My eldest ' Being Michelangelo' in 2008

My eldest ‘ Being Michelangelo’ in 2008. She painted an angel.

And did you know that Michelangelo was a poet?

While miserably painting the Sistine Chapel, Michelangelo wrote this poem:

Michelangelo To Giovanni da Pistoia
“When the Author Was Painting the Vault of the Sistine Chapel”—1509

I’ve already grown a goiter from this torture,
hunched up here like a cat in Lombardy
(or anywhere else where the stagnant water’s poison).
My stomach’s squashed under my chin, my beard’s
pointing at heaven, my brain’s crushed in a casket,
my breast twists like a harpy’s. My brush,
above me all the time, dribbles paint
so my face makes a fine floor for droppings!

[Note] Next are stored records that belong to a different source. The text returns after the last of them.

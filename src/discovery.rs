//! Realm discovery loop
//!
//! One interactive sign-in at the root authority, then two levels of
//! paginated discovery: the tenants the account can see, and the
//! subscriptions inside each tenant. Every tenant gets its own identity
//! client bound to its own authority, all over the same cache and the same
//! account, so no further sign-in is needed.
//!
//! Discovery is all-or-nothing: the first error anywhere aborts the run and
//! is returned unchanged.

use std::sync::Arc;

use serde::Serialize;
use tracing::info;

use crate::context::Context;
use crate::credential::{SilentCredential, TokenCredential};
use crate::error::BrokerError;
use crate::identity::{Account, Authority, AuthorityTemplate, IdentityClient};
use crate::management::{Subscription, TenantDescription};
use crate::paging::{collect_all, PageSource};

/// Creates identity clients that share the run's cache
pub trait IdentityFactory: Send + Sync {
    fn create(&self, authority: Authority) -> Result<Arc<dyn IdentityClient>, BrokerError>;
}

/// Creates the page sources for both discovery levels
pub trait DirectoryFactory: Send + Sync {
    fn tenants(
        &self,
        credential: Arc<dyn TokenCredential>,
    ) -> Box<dyn PageSource<Item = TenantDescription>>;

    fn subscriptions(
        &self,
        credential: Arc<dyn TokenCredential>,
    ) -> Box<dyn PageSource<Item = Subscription>>;
}

/// Everything a completed run found
#[derive(Debug, Clone, Serialize)]
pub struct DiscoveryReport {
    pub account: Account,
    pub tenants: Vec<TenantDescription>,
    pub subscriptions: Vec<Subscription>,
}

pub struct RealmDiscovery<I, D> {
    identities: I,
    directory: D,
    root_authority: Authority,
    realm_authorities: AuthorityTemplate,
    scopes: Vec<String>,
}

impl<I, D> RealmDiscovery<I, D>
where
    I: IdentityFactory,
    D: DirectoryFactory,
{
    pub fn new(
        identities: I,
        directory: D,
        root_authority: Authority,
        realm_authorities: AuthorityTemplate,
        scopes: Vec<String>,
    ) -> Self {
        Self {
            identities,
            directory,
            root_authority,
            realm_authorities,
            scopes,
        }
    }

    /// Sign in once at the root authority
    pub async fn sign_in(
        &self,
        ctx: &Context,
    ) -> Result<(Arc<dyn IdentityClient>, Account), BrokerError> {
        let root = self.identities.create(self.root_authority.clone())?;
        let result = root.acquire_token_interactive(ctx, &self.scopes).await?;
        Ok((root, result.account))
    }

    /// Every tenant visible to `account` through `root`
    pub async fn list_tenants(
        &self,
        ctx: &Context,
        root: Arc<dyn IdentityClient>,
        account: &Account,
    ) -> Result<Vec<TenantDescription>, BrokerError> {
        let credential = Arc::new(SilentCredential::new(root, account.clone()));
        let mut pager = self.directory.tenants(credential);

        let tenants = collect_all(ctx, pager.as_mut(), |tenant| {
            info!(
                tenant_id = %tenant.tenant_id,
                name = tenant.display_name.as_deref().unwrap_or("-"),
                "*** discovered tenant"
            );
        })
        .await?;

        info!(count = tenants.len(), "*** discovered tenants");
        Ok(tenants)
    }

    /// Subscriptions of one tenant, through a client bound to that tenant
    pub async fn list_subscriptions(
        &self,
        ctx: &Context,
        tenant_id: &str,
        account: &Account,
    ) -> Result<Vec<Subscription>, BrokerError> {
        info!(tenant_id = %tenant_id, "*** listing subscriptions");

        let authority = self.realm_authorities.for_realm(tenant_id)?;
        let client = self.identities.create(authority)?;
        let credential = Arc::new(SilentCredential::new(client, account.clone()));
        let mut pager = self.directory.subscriptions(credential);

        collect_all(ctx, pager.as_mut(), |subscription| {
            info!(
                id = %subscription.id,
                name = subscription.display_name.as_deref().unwrap_or("-"),
                "*** discovered subscription"
            );
        })
        .await
    }

    /// Full run: sign-in, tenants, then subscriptions per tenant
    pub async fn run(&self, ctx: &Context) -> Result<DiscoveryReport, BrokerError> {
        self.run_with(ctx, |_| {}).await
    }

    /// [`Self::run`], calling `after_sign_in` once the interactive sign-in
    /// has landed in the cache and before any listing starts
    pub async fn run_with<F>(
        &self,
        ctx: &Context,
        after_sign_in: F,
    ) -> Result<DiscoveryReport, BrokerError>
    where
        F: FnOnce(&Account),
    {
        let (root, account) = self.sign_in(ctx).await?;
        after_sign_in(&account);

        let tenants = self.list_tenants(ctx, root, &account).await?;

        let mut subscriptions = Vec::new();
        for tenant in &tenants {
            let found = self
                .list_subscriptions(ctx, &tenant.tenant_id, &account)
                .await?;
            subscriptions.extend(found);
        }

        info!(
            tenants = tenants.len(),
            subscriptions = subscriptions.len(),
            "Discovery complete"
        );

        Ok(DiscoveryReport {
            account,
            tenants,
            subscriptions,
        })
    }
}
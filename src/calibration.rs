//! Camera intrinsics loader.
//!
//! The calibration file is plain text:
//!
//! ```text
//! <header, ignored>
//! fx  0  cx
//! 0   fy cy
//! 0   0  1
//! <ignored>
//! k1 k2 p1 p2 k3
//! ```
//!
//! Any deviation is fatal: the caller is expected to abort at startup.

use anyhow::{anyhow, Context, Result};
use std::path::Path;

const MATRIX_ROWS: std::ops::Range<usize> = 1..4;
const DISTORTION_LINE: usize = 5;
const MIN_LINES: usize = DISTORTION_LINE + 1;

/// 3x3 camera matrix plus distortion coefficients.
///
/// Only `fx` participates in distance conversion. The rest is kept so the
/// calibration artifact round-trips into logs intact.
#[derive(Clone, Debug, PartialEq)]
pub struct CameraIntrinsics {
    pub matrix: [[f64; 3]; 3],
    pub distortion: Vec<f64>,
}

impl CameraIntrinsics {
    pub fn new(matrix: [[f64; 3]; 3], distortion: Vec<f64>) -> Self {
        Self { matrix, distortion }
    }

    /// Pinhole intrinsics with no skew and no distortion.
    pub fn pinhole(fx: f64, fy: f64, cx: f64, cy: f64) -> Self {
        Self::new([[fx, 0.0, cx], [0.0, fy, cy], [0.0, 0.0, 1.0]], Vec::new())
    }

    pub fn load<P: AsRef<Path>>(path: P) -> Result<Self> {
        let path = path.as_ref();
        let raw = std::fs::read_to_string(path)
            .with_context(|| format!("failed to read calibration file {}", path.display()))?;
        Self::parse(&raw).with_context(|| format!("invalid calibration file {}", path.display()))
    }

    pub fn parse(raw: &str) -> Result<Self> {
        let lines: Vec<&str> = raw.lines().map(str::trim).collect();
        if lines.len() < MIN_LINES {
            return Err(anyhow!(
                "expected at least {} lines, found {}",
                MIN_LINES,
                lines.len()
            ));
        }

        let mut matrix = [[0.0f64; 3]; 3];
        for (row, line_no) in MATRIX_ROWS.enumerate() {
            let values = parse_floats(lines[line_no], line_no)?;
            if values.len() != 3 {
                return Err(anyhow!(
                    "line {}: camera matrix row needs 3 values, found {}",
                    line_no + 1,
                    values.len()
                ));
            }
            matrix[row].copy_from_slice(&values);
        }

        let distortion = parse_floats(lines[DISTORTION_LINE], DISTORTION_LINE)?;

        Ok(Self { matrix, distortion })
    }

    pub fn fx(&self) -> f64 {
        self.matrix[0][0]
    }

    pub fn fy(&self) -> f64 {
        self.matrix[1][1]
    }

    pub fn cx(&self) -> f64 {
        self.matrix[0][2]
    }

    pub fn cy(&self) -> f64 {
        self.matrix[1][2]
    }
}

fn parse_floats(line: &str, line_no: usize) -> Result<Vec<f64>> {
    line.split_whitespace()
        .map(|token| {
            token.parse::<f64>().map_err(|_| {
                anyhow!("line {}: '{}' is not a number", line_no + 1, token)
            })
        })
        .collect()
}

#[cfg(test)]
mod tests {
    use super::*;

    const SAMPLE: &str = "\
camera matrix
612.5 0.0 320.1
0.0 610.25 241.7
0.0 0.0 1.0
distortion
0.11 -0.23 0.001 0.002 0.05
";

    #[test]
    fn parses_matrix_and_distortion() -> Result<()> {
        let intr = CameraIntrinsics::parse(SAMPLE)?;
        assert_eq!(intr.fx(), 612.5);
        assert_eq!(intr.fy(), 610.25);
        assert_eq!(intr.cx(), 320.1);
        assert_eq!(intr.cy(), 241.7);
        assert_eq!(intr.distortion, vec![0.11, -0.23, 0.001, 0.002, 0.05]);
        Ok(())
    }

    #[test]
    fn rejects_truncated_file() {
        let err = CameraIntrinsics::parse("header\n1 0 0\n0 1 0\n").unwrap_err();
        assert!(err.to_string().contains("at least 6 lines"));
    }

    #[test]
    fn rejects_non_numeric_field() {
        let bad = SAMPLE.replace("610.25", "f_y");
        let err = CameraIntrinsics::parse(&bad).unwrap_err();
        assert!(err.to_string().contains("line 3"));
    }

    #[test]
    fn rejects_short_matrix_row() {
        let bad = SAMPLE.replace("0.0 0.0 1.0", "0.0 1.0");
        assert!(CameraIntrinsics::parse(&bad).is_err());
    }

    #[test]
    fn load_reports_path() {
        let err = CameraIntrinsics::load("/nonexistent/calibration.txt").unwrap_err();
        assert!(format!("{err:#}").contains("/nonexistent/calibration.txt"));
    }
}
use anyhow::Result;

use crate::depth::RawDepthMap;
use crate::frame::Frame;
use crate::infer::backend::DepthBackend;

/// Weight of the vertical ground-plane prior relative to luminance.
const GROUND_WEIGHT: f32 = 64.0;

/// Stub backend for testing and demos.
///
/// Pretends brighter pixels are closer, plus a ground-plane prior that makes
/// lower rows closer than upper rows. Output is in the same "larger = closer"
/// convention as real relative-depth models.
#[derive(Default)]
pub struct StubBackend {
    frames_seen: u64,
}

impl StubBackend {
    pub fn new() -> Self {
        Self::default()
    }

    pub fn frames_seen(&self) -> u64 {
        self.frames_seen
    }
}

impl DepthBackend for StubBackend {
    fn name(&self) -> &'static str {
        "stub"
    }

    fn infer(&mut self, frame: &Frame) -> Result<RawDepthMap> {
        self.frames_seen += 1;
        let rows = frame.height as usize;
        let cols = frame.width as usize;
        let denom = rows.max(1) as f32;
        Ok(RawDepthMap::from_shape_fn((rows, cols), |(y, x)| {
            let [r, g, b] = frame.pixel(x as u32, y as u32);
            let luma = 0.299 * r as f32 + 0.587 * g as f32 + 0.114 * b as f32;
            luma + GROUND_WEIGHT * (y as f32 / denom)
        }))
    }
}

My haunches are grinding into my guts,
my poor ass strains to work as a counterweight,
every gesture I make is blind and aimless.
My skin hangs loose below me, my spine’s
all knotted from folding over itself.
I’m bent taut as a Syrian bow.

Because I’m stuck like this, my thoughts
are crazy, perfidious tripe:
anyone shoots badly through a crooked blowpipe.

My painting is dead.
Defend it for me, Giovanni, protect my honor.
I am not in the right place—I am not a painter.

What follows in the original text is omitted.